#### Task details:
Examine the entries and show every line in which the word "println" is found.
───── Material supplied
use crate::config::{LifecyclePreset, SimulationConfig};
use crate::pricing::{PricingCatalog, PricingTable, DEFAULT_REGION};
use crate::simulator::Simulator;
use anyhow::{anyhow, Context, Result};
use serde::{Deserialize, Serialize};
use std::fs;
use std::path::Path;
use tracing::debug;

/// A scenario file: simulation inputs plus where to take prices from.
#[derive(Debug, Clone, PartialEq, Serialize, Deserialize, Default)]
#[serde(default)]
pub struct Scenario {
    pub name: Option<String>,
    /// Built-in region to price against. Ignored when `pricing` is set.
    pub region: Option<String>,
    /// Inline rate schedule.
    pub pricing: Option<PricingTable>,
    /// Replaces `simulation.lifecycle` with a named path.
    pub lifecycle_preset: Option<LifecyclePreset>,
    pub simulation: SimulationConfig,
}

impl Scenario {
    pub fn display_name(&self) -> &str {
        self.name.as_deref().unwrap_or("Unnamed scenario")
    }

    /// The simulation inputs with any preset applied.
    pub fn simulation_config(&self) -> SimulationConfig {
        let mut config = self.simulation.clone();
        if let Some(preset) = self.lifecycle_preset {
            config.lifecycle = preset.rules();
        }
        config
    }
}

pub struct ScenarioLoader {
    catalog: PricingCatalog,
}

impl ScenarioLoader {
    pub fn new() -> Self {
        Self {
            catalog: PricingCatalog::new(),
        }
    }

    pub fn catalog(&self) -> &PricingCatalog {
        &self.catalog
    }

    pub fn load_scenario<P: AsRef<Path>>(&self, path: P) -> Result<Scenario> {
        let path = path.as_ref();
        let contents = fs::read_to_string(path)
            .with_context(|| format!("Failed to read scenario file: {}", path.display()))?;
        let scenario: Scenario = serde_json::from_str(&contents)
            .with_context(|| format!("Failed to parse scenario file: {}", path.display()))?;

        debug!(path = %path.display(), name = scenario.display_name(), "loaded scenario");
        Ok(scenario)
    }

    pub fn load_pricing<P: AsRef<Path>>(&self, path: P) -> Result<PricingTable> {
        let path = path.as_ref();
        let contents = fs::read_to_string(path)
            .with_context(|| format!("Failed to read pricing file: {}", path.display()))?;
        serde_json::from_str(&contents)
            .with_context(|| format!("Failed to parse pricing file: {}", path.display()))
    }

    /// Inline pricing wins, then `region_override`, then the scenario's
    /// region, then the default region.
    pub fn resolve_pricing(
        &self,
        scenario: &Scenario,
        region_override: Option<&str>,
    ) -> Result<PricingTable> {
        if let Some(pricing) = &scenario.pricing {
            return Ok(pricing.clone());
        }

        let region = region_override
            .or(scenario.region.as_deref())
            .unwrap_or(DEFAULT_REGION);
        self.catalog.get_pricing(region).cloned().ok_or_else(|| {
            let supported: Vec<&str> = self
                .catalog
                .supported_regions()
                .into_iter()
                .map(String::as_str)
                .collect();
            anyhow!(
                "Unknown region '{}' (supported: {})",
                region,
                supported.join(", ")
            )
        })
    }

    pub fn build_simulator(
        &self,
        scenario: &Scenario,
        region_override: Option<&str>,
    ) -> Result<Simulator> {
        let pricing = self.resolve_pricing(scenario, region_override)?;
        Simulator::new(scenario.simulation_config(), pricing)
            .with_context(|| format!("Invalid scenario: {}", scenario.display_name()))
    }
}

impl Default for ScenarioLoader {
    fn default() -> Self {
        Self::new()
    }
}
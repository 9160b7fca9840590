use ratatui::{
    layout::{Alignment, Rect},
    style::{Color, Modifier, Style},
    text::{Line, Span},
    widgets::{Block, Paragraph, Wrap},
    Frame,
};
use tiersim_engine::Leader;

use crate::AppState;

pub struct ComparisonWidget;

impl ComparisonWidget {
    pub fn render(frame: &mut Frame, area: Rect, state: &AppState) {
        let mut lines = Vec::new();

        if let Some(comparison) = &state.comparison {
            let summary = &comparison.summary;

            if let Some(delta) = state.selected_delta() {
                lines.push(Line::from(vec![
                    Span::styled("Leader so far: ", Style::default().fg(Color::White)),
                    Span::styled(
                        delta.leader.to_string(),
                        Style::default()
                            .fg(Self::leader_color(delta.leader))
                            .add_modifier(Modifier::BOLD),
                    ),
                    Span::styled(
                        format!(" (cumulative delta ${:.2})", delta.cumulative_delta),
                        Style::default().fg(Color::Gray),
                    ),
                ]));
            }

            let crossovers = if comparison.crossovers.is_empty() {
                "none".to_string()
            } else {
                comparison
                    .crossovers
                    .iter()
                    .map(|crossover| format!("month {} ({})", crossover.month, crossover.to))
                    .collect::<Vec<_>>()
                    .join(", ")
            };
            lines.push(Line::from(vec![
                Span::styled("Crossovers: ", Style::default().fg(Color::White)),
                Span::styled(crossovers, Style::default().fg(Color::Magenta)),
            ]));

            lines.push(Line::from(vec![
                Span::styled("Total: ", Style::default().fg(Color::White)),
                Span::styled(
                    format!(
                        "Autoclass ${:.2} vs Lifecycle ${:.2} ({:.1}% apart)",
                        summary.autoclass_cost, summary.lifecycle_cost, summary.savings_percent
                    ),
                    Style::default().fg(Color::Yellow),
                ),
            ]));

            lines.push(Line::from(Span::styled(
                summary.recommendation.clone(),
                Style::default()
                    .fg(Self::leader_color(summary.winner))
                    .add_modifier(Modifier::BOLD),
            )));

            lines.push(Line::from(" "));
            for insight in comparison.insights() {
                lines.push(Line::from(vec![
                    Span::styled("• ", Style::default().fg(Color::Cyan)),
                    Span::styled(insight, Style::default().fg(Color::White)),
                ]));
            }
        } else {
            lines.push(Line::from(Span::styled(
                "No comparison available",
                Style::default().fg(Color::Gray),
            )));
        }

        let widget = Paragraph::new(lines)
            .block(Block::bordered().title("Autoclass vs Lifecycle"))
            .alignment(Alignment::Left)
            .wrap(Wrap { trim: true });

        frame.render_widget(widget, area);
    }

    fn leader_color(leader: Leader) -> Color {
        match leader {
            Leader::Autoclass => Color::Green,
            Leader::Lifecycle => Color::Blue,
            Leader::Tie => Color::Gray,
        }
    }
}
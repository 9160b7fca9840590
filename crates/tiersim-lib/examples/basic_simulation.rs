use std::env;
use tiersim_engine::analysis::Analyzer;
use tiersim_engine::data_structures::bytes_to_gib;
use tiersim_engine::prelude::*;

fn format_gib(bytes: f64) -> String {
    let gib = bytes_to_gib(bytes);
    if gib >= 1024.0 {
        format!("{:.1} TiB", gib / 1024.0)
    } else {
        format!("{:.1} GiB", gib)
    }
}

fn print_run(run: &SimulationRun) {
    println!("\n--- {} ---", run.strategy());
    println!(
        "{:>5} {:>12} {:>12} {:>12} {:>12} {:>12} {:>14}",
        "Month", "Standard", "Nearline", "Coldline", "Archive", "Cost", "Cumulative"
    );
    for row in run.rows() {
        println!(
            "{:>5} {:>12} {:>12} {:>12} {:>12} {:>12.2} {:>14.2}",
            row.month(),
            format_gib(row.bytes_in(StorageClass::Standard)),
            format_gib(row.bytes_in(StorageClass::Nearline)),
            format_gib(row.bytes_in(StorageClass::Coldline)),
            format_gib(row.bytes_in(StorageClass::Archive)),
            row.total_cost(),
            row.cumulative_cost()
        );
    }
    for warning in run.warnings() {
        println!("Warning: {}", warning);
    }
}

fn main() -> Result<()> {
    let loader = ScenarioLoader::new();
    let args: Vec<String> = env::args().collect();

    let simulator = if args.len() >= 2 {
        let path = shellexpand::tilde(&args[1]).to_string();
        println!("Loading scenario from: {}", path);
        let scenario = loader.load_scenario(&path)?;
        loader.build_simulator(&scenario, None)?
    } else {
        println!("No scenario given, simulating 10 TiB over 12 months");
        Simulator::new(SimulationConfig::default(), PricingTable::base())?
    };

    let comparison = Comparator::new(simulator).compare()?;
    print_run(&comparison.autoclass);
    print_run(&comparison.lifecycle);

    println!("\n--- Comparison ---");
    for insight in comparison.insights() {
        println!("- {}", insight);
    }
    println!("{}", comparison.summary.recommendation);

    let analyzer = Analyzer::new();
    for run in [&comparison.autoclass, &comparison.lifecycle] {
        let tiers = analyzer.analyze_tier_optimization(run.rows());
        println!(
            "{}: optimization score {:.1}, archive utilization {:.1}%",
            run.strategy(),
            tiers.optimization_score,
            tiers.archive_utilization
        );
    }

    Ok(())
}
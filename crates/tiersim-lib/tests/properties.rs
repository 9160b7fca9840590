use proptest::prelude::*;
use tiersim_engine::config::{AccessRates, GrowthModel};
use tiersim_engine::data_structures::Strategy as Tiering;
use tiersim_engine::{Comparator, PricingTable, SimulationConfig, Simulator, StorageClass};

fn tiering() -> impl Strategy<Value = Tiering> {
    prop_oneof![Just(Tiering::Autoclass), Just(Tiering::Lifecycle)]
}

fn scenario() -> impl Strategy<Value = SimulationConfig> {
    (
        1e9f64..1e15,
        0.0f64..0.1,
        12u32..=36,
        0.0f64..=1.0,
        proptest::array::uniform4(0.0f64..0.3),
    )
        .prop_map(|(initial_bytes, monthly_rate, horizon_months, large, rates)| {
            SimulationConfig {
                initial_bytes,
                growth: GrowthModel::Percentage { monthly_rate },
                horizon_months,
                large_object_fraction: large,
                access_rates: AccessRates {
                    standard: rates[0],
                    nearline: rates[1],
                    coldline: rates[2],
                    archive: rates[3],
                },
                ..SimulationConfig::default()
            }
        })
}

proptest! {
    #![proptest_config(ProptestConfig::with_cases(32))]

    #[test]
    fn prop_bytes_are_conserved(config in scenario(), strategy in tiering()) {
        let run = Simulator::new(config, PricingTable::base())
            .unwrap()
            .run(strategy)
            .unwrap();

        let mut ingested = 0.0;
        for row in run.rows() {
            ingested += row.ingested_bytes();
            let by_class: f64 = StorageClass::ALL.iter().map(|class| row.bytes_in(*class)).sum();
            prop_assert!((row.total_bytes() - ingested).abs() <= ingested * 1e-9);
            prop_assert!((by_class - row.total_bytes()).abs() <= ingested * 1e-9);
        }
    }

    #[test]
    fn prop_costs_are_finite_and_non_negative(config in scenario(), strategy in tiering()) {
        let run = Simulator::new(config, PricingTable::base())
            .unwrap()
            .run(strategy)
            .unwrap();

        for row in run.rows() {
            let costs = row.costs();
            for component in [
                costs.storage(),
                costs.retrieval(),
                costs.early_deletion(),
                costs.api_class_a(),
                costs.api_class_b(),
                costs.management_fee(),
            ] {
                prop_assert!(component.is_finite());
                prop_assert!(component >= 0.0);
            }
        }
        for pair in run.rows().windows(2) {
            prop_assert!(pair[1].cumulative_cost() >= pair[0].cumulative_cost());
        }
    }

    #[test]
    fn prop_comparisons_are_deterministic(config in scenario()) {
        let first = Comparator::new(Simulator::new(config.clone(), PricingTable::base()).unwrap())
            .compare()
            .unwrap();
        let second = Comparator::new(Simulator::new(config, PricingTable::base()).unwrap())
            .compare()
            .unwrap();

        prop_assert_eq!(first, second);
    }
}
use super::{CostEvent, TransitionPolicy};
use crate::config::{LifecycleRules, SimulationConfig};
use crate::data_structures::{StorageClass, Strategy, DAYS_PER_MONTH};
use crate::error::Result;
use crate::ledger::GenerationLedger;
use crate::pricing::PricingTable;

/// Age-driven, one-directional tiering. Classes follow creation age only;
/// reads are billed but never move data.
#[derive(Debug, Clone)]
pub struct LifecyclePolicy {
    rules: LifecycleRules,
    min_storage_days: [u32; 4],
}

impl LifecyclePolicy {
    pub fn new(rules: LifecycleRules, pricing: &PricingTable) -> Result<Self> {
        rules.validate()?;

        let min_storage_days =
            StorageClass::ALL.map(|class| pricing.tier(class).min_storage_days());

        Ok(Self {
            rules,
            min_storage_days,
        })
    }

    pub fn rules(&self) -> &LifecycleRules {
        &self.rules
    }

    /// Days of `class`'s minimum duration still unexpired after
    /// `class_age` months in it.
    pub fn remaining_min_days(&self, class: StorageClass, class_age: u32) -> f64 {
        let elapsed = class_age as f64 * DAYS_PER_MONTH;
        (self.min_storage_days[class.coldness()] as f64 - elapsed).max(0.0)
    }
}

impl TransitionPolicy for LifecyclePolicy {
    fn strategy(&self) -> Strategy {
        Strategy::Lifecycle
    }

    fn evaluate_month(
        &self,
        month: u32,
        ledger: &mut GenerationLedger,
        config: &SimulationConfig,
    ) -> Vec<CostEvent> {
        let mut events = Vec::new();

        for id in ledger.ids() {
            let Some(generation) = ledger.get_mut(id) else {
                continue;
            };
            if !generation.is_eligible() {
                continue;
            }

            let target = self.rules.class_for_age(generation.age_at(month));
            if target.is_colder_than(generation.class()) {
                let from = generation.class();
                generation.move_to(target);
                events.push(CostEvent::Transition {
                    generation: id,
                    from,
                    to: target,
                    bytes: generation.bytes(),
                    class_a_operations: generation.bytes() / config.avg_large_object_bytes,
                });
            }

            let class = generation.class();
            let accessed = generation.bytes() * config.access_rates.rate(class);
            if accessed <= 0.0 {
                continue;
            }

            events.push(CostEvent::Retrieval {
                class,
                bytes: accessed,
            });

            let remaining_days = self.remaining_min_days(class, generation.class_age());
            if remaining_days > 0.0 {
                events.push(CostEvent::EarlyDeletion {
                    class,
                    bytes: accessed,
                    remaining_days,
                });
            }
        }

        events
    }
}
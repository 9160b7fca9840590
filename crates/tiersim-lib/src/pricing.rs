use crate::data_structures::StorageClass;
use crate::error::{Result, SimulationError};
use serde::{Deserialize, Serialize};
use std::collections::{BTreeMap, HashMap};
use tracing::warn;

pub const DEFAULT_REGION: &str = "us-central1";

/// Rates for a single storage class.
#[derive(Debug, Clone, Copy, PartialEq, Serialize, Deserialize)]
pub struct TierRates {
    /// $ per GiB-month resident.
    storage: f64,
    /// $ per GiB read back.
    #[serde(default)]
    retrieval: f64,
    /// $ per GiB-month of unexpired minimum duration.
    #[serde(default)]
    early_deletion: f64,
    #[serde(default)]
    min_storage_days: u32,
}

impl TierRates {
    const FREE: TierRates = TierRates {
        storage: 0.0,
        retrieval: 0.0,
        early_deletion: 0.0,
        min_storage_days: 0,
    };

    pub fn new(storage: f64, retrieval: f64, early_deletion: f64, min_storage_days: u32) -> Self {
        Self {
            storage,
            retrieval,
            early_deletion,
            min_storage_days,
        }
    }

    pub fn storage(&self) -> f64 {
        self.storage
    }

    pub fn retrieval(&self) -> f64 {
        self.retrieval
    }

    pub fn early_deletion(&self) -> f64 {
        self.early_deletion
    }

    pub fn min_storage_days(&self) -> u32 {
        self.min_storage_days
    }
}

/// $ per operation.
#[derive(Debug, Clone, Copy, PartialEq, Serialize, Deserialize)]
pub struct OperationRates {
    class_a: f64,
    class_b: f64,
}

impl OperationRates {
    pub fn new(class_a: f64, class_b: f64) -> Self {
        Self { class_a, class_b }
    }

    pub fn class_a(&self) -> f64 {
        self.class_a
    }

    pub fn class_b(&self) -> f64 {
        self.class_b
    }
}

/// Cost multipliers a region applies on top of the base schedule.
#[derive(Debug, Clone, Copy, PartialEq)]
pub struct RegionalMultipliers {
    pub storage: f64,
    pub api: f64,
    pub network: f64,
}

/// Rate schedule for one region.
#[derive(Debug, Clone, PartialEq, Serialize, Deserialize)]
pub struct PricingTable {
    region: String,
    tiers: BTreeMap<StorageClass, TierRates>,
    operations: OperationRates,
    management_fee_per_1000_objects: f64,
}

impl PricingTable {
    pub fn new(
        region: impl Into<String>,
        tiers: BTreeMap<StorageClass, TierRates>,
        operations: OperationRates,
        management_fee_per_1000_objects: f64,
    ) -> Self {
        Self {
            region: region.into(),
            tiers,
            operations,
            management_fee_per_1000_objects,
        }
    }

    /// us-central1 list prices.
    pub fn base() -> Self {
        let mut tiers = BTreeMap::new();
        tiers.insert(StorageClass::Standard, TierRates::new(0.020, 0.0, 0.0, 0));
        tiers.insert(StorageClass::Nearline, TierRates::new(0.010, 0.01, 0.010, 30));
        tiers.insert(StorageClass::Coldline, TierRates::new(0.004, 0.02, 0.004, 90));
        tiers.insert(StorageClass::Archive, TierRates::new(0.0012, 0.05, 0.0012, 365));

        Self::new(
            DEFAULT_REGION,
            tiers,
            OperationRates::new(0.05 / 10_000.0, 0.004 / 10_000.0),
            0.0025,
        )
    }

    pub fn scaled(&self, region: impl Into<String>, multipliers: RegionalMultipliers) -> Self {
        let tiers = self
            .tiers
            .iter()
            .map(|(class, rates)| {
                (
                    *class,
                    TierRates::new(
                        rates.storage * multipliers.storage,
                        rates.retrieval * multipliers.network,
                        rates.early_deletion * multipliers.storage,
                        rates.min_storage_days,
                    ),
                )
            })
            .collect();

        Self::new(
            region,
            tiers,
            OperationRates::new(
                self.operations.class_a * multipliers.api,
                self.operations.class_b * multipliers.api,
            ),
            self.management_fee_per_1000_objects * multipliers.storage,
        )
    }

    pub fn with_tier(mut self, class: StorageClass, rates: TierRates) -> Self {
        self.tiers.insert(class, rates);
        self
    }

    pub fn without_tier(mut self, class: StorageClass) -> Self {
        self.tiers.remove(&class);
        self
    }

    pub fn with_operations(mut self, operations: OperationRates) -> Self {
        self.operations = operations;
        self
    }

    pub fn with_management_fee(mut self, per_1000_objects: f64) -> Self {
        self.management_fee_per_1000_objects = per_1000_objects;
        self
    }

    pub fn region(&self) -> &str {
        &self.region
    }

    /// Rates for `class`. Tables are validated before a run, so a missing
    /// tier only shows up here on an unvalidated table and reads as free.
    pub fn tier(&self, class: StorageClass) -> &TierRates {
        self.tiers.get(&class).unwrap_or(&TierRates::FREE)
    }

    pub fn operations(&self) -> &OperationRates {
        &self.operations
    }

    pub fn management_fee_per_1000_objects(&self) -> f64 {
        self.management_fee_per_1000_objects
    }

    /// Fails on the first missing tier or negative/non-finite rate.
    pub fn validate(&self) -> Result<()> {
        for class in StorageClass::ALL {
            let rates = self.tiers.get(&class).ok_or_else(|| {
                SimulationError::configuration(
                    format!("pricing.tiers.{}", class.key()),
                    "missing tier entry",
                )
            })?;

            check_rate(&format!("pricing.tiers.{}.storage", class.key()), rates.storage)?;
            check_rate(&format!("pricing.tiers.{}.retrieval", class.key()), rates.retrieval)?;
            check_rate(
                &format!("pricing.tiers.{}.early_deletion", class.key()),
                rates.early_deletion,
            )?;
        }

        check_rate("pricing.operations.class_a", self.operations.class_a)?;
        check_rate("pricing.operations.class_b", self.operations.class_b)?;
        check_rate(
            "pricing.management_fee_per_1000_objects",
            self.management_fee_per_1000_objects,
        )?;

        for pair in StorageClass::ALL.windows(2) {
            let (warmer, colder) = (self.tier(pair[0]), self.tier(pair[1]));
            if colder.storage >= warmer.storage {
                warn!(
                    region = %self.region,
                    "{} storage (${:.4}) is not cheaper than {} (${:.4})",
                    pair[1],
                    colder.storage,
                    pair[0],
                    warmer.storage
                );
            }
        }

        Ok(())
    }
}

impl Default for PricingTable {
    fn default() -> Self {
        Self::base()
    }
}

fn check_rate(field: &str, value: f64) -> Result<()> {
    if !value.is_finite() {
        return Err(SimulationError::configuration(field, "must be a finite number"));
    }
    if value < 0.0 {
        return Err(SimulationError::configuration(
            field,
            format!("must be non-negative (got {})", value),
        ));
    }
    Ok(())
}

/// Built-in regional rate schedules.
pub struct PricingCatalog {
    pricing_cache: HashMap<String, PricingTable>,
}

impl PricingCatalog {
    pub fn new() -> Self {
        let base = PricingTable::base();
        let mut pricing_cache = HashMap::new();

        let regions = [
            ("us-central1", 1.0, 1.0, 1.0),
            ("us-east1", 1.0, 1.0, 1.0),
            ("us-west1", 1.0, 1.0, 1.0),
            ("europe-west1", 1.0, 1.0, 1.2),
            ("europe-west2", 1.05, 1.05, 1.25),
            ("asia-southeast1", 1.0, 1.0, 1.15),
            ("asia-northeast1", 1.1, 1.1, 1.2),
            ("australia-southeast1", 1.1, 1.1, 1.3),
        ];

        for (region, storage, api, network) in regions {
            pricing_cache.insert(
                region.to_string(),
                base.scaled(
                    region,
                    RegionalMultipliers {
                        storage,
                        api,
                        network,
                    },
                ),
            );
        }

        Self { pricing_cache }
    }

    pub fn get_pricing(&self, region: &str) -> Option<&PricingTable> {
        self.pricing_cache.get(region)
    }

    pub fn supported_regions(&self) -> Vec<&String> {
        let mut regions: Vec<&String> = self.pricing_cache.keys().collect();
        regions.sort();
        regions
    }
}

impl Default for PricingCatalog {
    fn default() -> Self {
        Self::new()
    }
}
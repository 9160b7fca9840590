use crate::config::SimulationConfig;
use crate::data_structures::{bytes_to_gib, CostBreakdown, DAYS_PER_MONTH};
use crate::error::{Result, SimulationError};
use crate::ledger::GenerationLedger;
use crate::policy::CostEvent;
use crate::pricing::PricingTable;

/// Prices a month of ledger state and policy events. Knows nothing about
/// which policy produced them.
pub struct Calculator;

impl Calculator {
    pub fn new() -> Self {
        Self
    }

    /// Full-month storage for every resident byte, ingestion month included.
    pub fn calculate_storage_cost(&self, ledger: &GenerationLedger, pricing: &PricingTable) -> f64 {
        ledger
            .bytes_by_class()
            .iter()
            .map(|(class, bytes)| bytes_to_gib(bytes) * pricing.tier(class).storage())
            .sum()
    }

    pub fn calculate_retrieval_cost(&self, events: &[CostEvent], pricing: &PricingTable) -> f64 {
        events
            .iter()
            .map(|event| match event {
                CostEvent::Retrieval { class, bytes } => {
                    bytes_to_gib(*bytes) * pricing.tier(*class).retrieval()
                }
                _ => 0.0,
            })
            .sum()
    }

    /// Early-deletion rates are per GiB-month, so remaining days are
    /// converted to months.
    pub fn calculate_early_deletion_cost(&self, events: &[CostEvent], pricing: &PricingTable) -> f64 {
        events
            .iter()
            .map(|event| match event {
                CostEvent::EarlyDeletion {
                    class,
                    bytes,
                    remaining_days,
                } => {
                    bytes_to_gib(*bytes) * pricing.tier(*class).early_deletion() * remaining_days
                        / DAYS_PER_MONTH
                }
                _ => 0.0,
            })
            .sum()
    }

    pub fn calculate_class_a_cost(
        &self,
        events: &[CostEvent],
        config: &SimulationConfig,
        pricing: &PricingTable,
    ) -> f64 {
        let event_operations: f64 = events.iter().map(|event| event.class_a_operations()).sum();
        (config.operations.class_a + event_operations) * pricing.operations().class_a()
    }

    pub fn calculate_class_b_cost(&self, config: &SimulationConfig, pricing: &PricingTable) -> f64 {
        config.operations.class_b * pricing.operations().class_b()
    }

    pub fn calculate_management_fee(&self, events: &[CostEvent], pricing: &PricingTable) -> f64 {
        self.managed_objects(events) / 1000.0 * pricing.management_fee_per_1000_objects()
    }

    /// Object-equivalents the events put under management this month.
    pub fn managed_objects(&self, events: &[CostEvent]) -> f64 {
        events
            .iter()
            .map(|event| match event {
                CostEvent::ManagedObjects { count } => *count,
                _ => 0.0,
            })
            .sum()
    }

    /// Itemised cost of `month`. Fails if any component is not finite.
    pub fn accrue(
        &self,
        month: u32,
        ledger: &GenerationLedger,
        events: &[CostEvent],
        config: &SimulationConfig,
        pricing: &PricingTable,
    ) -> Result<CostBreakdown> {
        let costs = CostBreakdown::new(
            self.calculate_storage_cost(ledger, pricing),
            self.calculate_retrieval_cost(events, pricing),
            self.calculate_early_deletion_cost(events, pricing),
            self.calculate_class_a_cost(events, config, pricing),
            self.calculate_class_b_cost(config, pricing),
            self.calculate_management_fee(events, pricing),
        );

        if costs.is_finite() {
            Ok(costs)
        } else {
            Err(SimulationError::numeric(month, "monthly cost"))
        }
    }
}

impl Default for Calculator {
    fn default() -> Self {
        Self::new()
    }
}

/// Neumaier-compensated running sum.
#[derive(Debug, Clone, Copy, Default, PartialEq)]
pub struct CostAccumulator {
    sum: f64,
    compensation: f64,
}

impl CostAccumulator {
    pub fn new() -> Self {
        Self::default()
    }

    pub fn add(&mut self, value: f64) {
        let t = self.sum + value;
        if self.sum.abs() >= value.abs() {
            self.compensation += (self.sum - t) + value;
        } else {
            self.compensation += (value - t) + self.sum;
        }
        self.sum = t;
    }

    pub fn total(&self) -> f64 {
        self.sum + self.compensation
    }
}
──────────
#### Completed task:
    println!("\n--- {} ---", run.strategy());
    println!(
        println!(
        println!("Warning: {}", warning);
        println!("Loading scenario from: {}", path);
        println!("No scenario given, simulating 10 TiB over 12 months");
    println!("\n--- Comparison ---");
        println!("- {}", insight);
    println!("{}", comparison.summary.recommendation);
        println!(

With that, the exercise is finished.